BT Group has announced a large investment in broadband and 5G infrastructure, despite the problems caused by the Coronavirus pandemic.
The former UK incumbent said it would invest £12bn to deliver full fibre broadband (fibre to the premise or FTTP) to 20 million homes by the mid to late 2020s. BT had previously pledged to reach 15 million homes with FTPP by 2025.
But that additional investment comes at a price, after the carrier announced that for the first time in a decade it would suspend its dividend payments for shareholders until 2022.
BT’s announcement comes as the UK debates whether to ease the lockdown measures caused by the global Coronavirus pandemic, during which time BT’s networks performed well and were “comfortably within capacity”.
BT registered a £95m charge due to the virus, but overall BT’s results for the full year ending 31 March 2020 saw a marked decline. Net profit for the past year fell to £1.7bn from £2.2bn a year earlier.
There was also a slide in sales as annual revenues slid to £22.9bn from £23.4bn previously.
“Today we’re announcing the UK’s biggest communications infrastructure investment in a generation,” said chief executive Philip Jansen, who himself tested positive for Covid-19 in March.
“BT has risen to the challenge of the coronavirus crisis, keeping the nation and our NHS connected, standing by our customers and supporting the most vulnerable in our society,” said Jansen. “Recent weeks have shown how vital it is to develop next generation digital infrastructure.”
“That’s why we’ve set out a new target to invest around £12 billion to build full fibre broadband for 20 million premises right across the UK, including rural areas, by the mid- to late-2020s,” he said.

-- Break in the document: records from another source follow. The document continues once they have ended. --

// logs go to stderr so they never interleave with the console menu on stdout
pub fn setup_tracing() {
    tracing_subscriber::fmt()
        .with_max_level(tracing::Level::INFO)
        // disable printing the name of the module in every log line.
        .with_target(false)
        .with_writer(std::io::stderr)
        .init();
}
use std::io::Write;
use std::sync::Mutex;
use crate::gateway::events::Notifier;

// ConsoleNotifier prints each message as a `Notification: ...` line
pub struct ConsoleNotifier {
    out: Mutex<Box<dyn Write + Send>>,
}

impl ConsoleNotifier {
    pub fn new() -> Self {
        Self::with_writer(Box::new(std::io::stdout()))
    }

    pub fn with_writer(out: Box<dyn Write + Send>) -> Self {
        Self {
            out: Mutex::new(out),
        }
    }
}

impl Default for ConsoleNotifier {
    fn default() -> Self {
        Self::new()
    }
}

impl Notifier for ConsoleNotifier {
    fn notify(&self, message: &str) {
        let mut out = match self.out.lock() {
            Ok(out) => out,
            Err(poisoned) => poisoned.into_inner(),
        };
        if let Err(err) = writeln!(out, "Notification: {}", message).and_then(|_| out.flush()) {
            tracing::warn!(error = %err, "failed to write console notification");
        }
    }
}

#[cfg(test)]
mod tests {
    use std::io::Write;
    use std::sync::{Arc, Mutex};
    use crate::gateway::console::ConsoleNotifier;
    use crate::gateway::events::Notifier;

    #[derive(Clone, Default)]
    struct SharedBuffer(Arc<Mutex<Vec<u8>>>);

    impl Write for SharedBuffer {
        fn write(&mut self, buf: &[u8]) -> std::io::Result<usize> {
            self.0.lock().expect("buffer lock").write(buf)
        }

        fn flush(&mut self) -> std::io::Result<()> {
            Ok(())
        }
    }

    struct BrokenPipe;

    impl Write for BrokenPipe {
        fn write(&mut self, _buf: &[u8]) -> std::io::Result<usize> {
            Err(std::io::Error::new(std::io::ErrorKind::BrokenPipe, "closed"))
        }

        fn flush(&mut self) -> std::io::Result<()> {
            Ok(())
        }
    }

    #[tokio::test]
    async fn test_should_write_notification_line() {
        let buffer = SharedBuffer::default();
        let notifier = ConsoleNotifier::with_writer(Box::new(buffer.clone()));
        notifier.notify("Book added: 1984");
        notifier.notify("Book removed: 1984");

        let text = String::from_utf8(buffer.0.lock().expect("buffer lock").clone()).expect("utf8");
        assert_eq!("Notification: Book added: 1984\nNotification: Book removed: 1984\n", text);
    }

    #[tokio::test]
    async fn test_should_swallow_write_failures() {
        let notifier = ConsoleNotifier::with_writer(Box::new(BrokenPipe));
        notifier.notify("Book added: 1984");
    }
}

“Combined with our leadership in 5G, this is a sound long-term investment that will drive the UK’s economy for years to come,” he said.
The former UK incumbent has previously promised that there would be no job losses during the pandemic, but had warned Internet Service Providers (ISPs) that it would be scaling back the build out of fibre-to-the-premise (FTTP) and G.fast (tech to deliver speeds of up to 500 Mbps) during the national crisis.

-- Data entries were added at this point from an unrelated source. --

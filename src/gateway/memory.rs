use std::sync::Mutex;
use crate::gateway::events::Notifier;

/// Keeps every delivered message in order. Handy for embedding the catalog in
/// something that polls for events, and as the notifier double in tests.
#[derive(Debug, Default)]
pub struct MemoryNotifier {
    messages: Mutex<Vec<String>>,
}

impl MemoryNotifier {
    pub fn new() -> Self {
        Self::default()
    }

    pub fn messages(&self) -> Vec<String> {
        match self.messages.lock() {
            Ok(messages) => messages.clone(),
            Err(poisoned) => poisoned.into_inner().clone(),
        }
    }

    pub fn clear(&self) {
        match self.messages.lock() {
            Ok(mut messages) => messages.clear(),
            Err(poisoned) => poisoned.into_inner().clear(),
        }
    }
}

impl Notifier for MemoryNotifier {
    fn notify(&self, message: &str) {
        match self.messages.lock() {
            Ok(mut messages) => messages.push(message.to_string()),
            Err(poisoned) => poisoned.into_inner().push(message.to_string()),
        }
    }
}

Last month BT said the removal of Huawei equipment from EE’s ‘core mobile network’ would be delayed by two years.
BT now says that “100% of core mobile traffic” will be on its new Ericsson-built equipment by 2023.
But job losses are still on the cards long term for the 100,000 workforce, when Jansen unveiled a new five-year modernisation plan for the business, resulting in £2bn a year in savings.
“BT needs to be leaner, simpler and more agile,” Jansen was quoted by the Guardian newspaper as saying. “This initiative will re-engineer old and out-of-date processes, rationalise products, reduce re-work and switch off many legacy services. But in five years’ time will we end out with less people in BT, definitely.”
BT is also going to facing a bigger challenge after Virgin Media and mobile operator O2 announced they are going to merge and create a 50.50 joint venture.